The Institute for Economic Justice (IEJ) views the Medium-Term Budget Policy Statement (MTBPS) with both relief and alarm. We welcome National Treasury’s marked departure from the drumbeat of a looming ‘fiscal crisis’ that has been repeated ad nauseam over the past two months. This ‘fiscal crisis’ was almost completely absent from the Minister’s speech and associated MTBPS analysis. Rather, the Minister identified a lack of growth as central to our economic and fiscal challenges. Despite this, the budget does not put forward a credible growth strategy, passing on this responsibility to the private sector.

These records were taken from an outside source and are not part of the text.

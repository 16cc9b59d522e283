use std::{collections::VecDeque, fmt::Write as _, str::FromStr};

use rand::{Rng, SeedableRng as _};
use rand_pcg::Pcg32;
use serde::{Deserialize, Deserializer, Serialize, Serializer};

use crate::ShapeKind;

/// Default lookahead depth: three upcoming pieces shown as a preview.
///
/// A depth of 1 reproduces the single-"next piece" deployment variant;
/// the depth is fixed for the lifetime of the queue.
pub const DEFAULT_LOOKAHEAD: usize = 3;

/// The ordered queue of not-yet-active shapes.
///
/// The queue is kept at a constant length: every [`pop_next`] removes the
/// front shape and immediately appends one freshly drawn random shape at
/// the tail, so the renderer always has a full preview.
///
/// Draws are independent uniform picks over the seven shapes, seeded via
/// [`QueueSeed`] for reproducible games.
///
/// [`pop_next`]: Self::pop_next
#[derive(Debug, Clone)]
pub struct PieceQueue {
    rng: Pcg32,
    queue: VecDeque<ShapeKind>,
}

impl Default for PieceQueue {
    fn default() -> Self {
        Self::new(DEFAULT_LOOKAHEAD)
    }
}

/// Seed for deterministic shape generation.
///
/// A 128-bit seed for the piece RNG. Two queues built from the same seed
/// (and depth) produce the same shape sequence, which enables reproducible
/// games for debugging and deterministic tests. Serializes as a 32-char
/// hex string.
#[derive(Debug, Clone, Copy, PartialEq, Eq)]
pub struct QueueSeed([u8; 16]);

impl Serialize for QueueSeed {
    fn serialize<S>(&self, serializer: S) -> Result<S::Ok, S::Error>
    where
        S: Serializer,
    {
        let num = u128::from_be_bytes(self.0);
        let mut hex = String::with_capacity(32);
        write!(&mut hex, "{num:032x}").expect("writing to a String cannot fail");
        serializer.serialize_str(&hex)
    }
}

impl<'de> Deserialize<'de> for QueueSeed {
    fn deserialize<D>(deserializer: D) -> Result<Self, D::Error>
    where
        D: Deserializer<'de>,
    {
        let hex = String::deserialize(deserializer)?;
        hex.parse().map_err(serde::de::Error::custom)
    }
}

/// Error parsing a [`QueueSeed`] from its 32-character hex form.
#[derive(Debug, derive_more::Display, derive_more::Error)]
#[display("invalid seed: expected 32 hex characters")]
pub struct ParseSeedError;

impl FromStr for QueueSeed {
    type Err = ParseSeedError;

    fn from_str(s: &str) -> Result<Self, Self::Err> {
        if s.len() != 32 {
            return Err(ParseSeedError);
        }
        let num = u128::from_str_radix(s, 16).map_err(|_| ParseSeedError)?;
        Ok(Self(num.to_be_bytes()))
    }
}

impl rand::distr::Distribution<QueueSeed> for rand::distr::StandardUniform {
    fn sample<R: Rng + ?Sized>(&self, rng: &mut R) -> QueueSeed {
        let mut seed = [0; 16];
        rng.fill(&mut seed);
        QueueSeed(seed)
    }
}

impl PieceQueue {
    /// Creates a queue of the given depth with a random seed.
    ///
    /// # Panics
    ///
    /// Panics if `depth` is zero; the session always needs a next piece.
    #[must_use]
    pub fn new(depth: usize) -> Self {
        Self::with_seed(rand::rng().random(), depth)
    }

    /// Like [`Self::new`], but with a specific seed for deterministic
    /// shape generation.
    #[must_use]
    pub fn with_seed(seed: QueueSeed, depth: usize) -> Self {
        assert!(depth > 0, "lookahead depth must be at least 1");
        let mut rng = Pcg32::from_seed(seed.0);
        let queue = (0..depth).map(|_| rng.random()).collect();
        Self { rng, queue }
    }

    /// Consumes the front shape and appends a fresh random shape at the
    /// tail, keeping the queue length constant.
    pub fn pop_next(&mut self) -> ShapeKind {
        let kind = self
            .queue
            .pop_front()
            .expect("piece queue is never empty");
        self.queue.push_back(self.rng.random());
        kind
    }

    /// The upcoming shapes, front (next to spawn) first.
    pub fn preview(&self) -> impl Iterator<Item = ShapeKind> + '_ {
        self.queue.iter().copied()
    }

    /// The configured lookahead depth.
    #[must_use]
    pub fn len(&self) -> usize {
        self.queue.len()
    }

    #[must_use]
    pub fn is_empty(&self) -> bool {
        self.queue.is_empty()
    }
}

We are alarmed that National Treasury has doubled down on the existing path of austerity that has, and will continue to fail to grow the economy and improve the well-being of everyone in South Africa. Trying to achieve growth via austerity—cuts to basic services and other critical areas of spending—is like trying to drive uphill with the handbrake on.
South Africa’s crises
The emphasis on a ‘growth crisis’ rather than a ‘fiscal crisis’, and the importance of sustainable economic expansion to achieve a sustainable fiscal path, vindicates the IEJ’s position that claims of an imminent risk of fiscal collapse were exaggerated to justify indiscriminate budget cuts.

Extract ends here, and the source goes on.